Thursday, April 24, 2025

The Musk Family's Hereditary Madness

Walter Isaacson's biography of Elon Musk has this on his father, who went crazy in his 40s:

One day [Musk’s cousin] Peter came over to the house and found Errol sitting in his underwear at the kitchen table with a plastic roulette wheel. He was trying to see whether microwaves could affect it. He would spin the wheel, mark down the result, then spin it and put it in a microwave oven and record the result. “It was nuts”, Peter says. Errol had become convinced that he could find a system for beating the game. He dragged Elon to the Pretoria casino many times, dressing him up so that he looked older than sixteen, and had him write down the numbers while Errol used a calculator hidden under a betting card.

Elon went to the library and read a few books on roulette and even wrote a roulette simulation program on his computer. He then tried to convince his father that none of his schemes would work. But Errol believed that he had found a deeper truth about probability and, as he later described it to me, an “almost total solution to what is called randomness.” When I asked him to explain it, he said, “There are no ‘random events’ or ‘chance.’ All events follow the Fibonacci Sequence, like the Mandelbrot Set. I went on to discover the relationship between ‘chance’ and the Fibonacci Sequence. This is the subject for a scientific paper. If I share it, all activities relying on ‘chance’ will be ruined, so I am in doubt as to doing that.”

I’m not quite sure what all that means. Neither is Elon: “I don’t know how he went from being great at engineering to believing in witchcraft. But he somehow made that evolution.” Errol can be very forceful and occasionally convincing. “He changes reality around him”, Kimbal says. “He will literally make up things, but he actually believes his own false reality.”

Among the other symptoms of Errol's madness were falling into conspiracy theories, believing that Trump won the 2020 election, praising Vladimir Putin, and going off on racist rants.

Fascinating. I have found Walter Isaacson to be a very reliable writer, and I think we can believe him. So maybe Elon's crackup is a hereditary problem, although all that ketamine and testerone can't help. (Of course maybe he went a little crazy, took ketamine for that, and ended up really crazy.)

I find myself wondering if Musk could ever have gotten funding for his ventures in the nineteenth century. I can imagine people like Gould or J.P. Morgan saying, "He seems brilliant, but you have to look at the family. Unreliable blood."

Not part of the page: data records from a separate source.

use reqwest::Client;
use std::time::Duration;
use tracing::info;
use url::Url;

use crate::config::Config;
use crate::error::Result;
use crate::models::{DocumentRecords, MergedDataset};
use crate::scrapers::{discover_links, extract_records, Selectors};
use crate::utils::http::{create_client, fetch_document, fetch_documents};

mod merge;
mod normalize;

pub use merge::merge_documents;
pub use normalize::normalize_records;

/// Extract and normalize a single document.
pub fn parse_document(html: &str, source: &str, selectors: &Selectors) -> DocumentRecords {
    let records = extract_records(html, selectors);
    normalize_records(source, &records)
}

/// Fetches a main page and its detail pages, then merges everything into one dataset.
pub struct Pipeline {
    client: Client,
    selectors: Selectors,
    concurrency: usize,
    detail_deadline: Option<Duration>,
    follow_links: bool,
}

impl Pipeline {
    pub fn new(config: &Config) -> Result<Self> {
        let client = create_client(config)?;
        Self::with_client(client, config)
    }

    pub fn with_client(client: Client, config: &Config) -> Result<Self> {
        Ok(Self {
            client,
            selectors: config.selectors.compile()?,
            concurrency: config.concurrency.max(1),
            detail_deadline: config.detail_deadline_seconds.map(Duration::from_secs),
            follow_links: config.follow_links,
        })
    }

    /// Run against a live URL. Only a failure to fetch the main document is an error.
    pub async fn run(&self, url: &str) -> Result<MergedDataset> {
        let url = Url::parse(url)?;
        info!("Fetching main document {}", url);

        let html = fetch_document(&self.client, &url).await?;
        Ok(self.run_with_html(&html, &url).await)
    }

    /// Run with an already retrieved main document; detail pages are still fetched live.
    pub async fn run_with_html(&self, html: &str, base_url: &Url) -> MergedDataset {
        let main = parse_document(html, base_url.as_str(), &self.selectors);
        info!(
            "Main document: {} students, {} classes, {} grades",
            main.students.len(),
            main.classes.len(),
            main.grades.len()
        );

        let links = if self.follow_links {
            self.detail_links(html, base_url)
        } else {
            Vec::new()
        };

        let mut documents = vec![main];

        if !links.is_empty() {
            let requested = links.len();
            info!("Fetching {} detail pages ({} at a time)", requested, self.concurrency);

            let pages = fetch_documents(&self.client, links, self.concurrency, self.detail_deadline).await;
            info!("Fetched {} of {} detail pages", pages.len(), requested);

            for (url, body) in pages {
                documents.push(parse_document(&body, url.as_str(), &self.selectors));
            }
        }

        let merged = merge_documents(&documents);
        info!(
            "Merged {} documents into {} students, {} classes, {} grades",
            documents.len(),
            merged.students.len(),
            merged.classes.len(),
            merged.grades.len()
        );

        merged
    }

    fn detail_links(&self, html: &str, base_url: &Url) -> Vec<Url> {
        let mut own_url = base_url.clone();
        own_url.set_fragment(None);

        let links: Vec<Url> = discover_links(html, base_url, &self.selectors)
            .into_iter()
            .filter(|link| *link != own_url)
            .collect();

        info!("Discovered {} detail links", links.len());
        links
    }
}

Via Anatoly Karlin on Twitter/X, and Scott Siskind's April links post.

3 comments:

David said...

Musk's actions and his whole way of being are completely in line with the whole "move fast and break things" techbro philosophy. It's absolutely what happens when the accelerationist musings of people like Marc Andreeson and Nate Silver are put into action. If Musk is mad, his madness is of the sort that reaches to the logical-consequence essence of ideas that might hitherto been given a pass as merely speculative "food for thought."

John said...

Doge is perfectly in line with Musk's previous work, but that is not why people think he has gone insane. It's his Twitter feed, which is full of nonsense and lies. He retweets absurd claims about Russiand Ukraine, Covid, history, science, pretty much everything. E.g., he recently retweeted a claim that the formula for the volume of a sphere was not known until the 1700s; surely at some point in his engineering studies he heard of Archimedes? Also his bizarre dealings with women. Plus Scott Siskind knows people who know him and they report that he is just as crazy-seeming in person.

David said...

I'm sure there's plenty of evidence for Musk's special madness, and I have no desire to argue against that conclusion from the evidence. My point, FWIW, was that his possible madness or at least need of a rest (I don't propose the latter to defend him or give him any benefit of the doubt--merely that it seems a possibility) seems to me maybe a bit of a footnote in the long run. I wouldn't want too much of an eye taken off what are, IMO, the wider deleterious forces and deeper deleterious ideas he represents.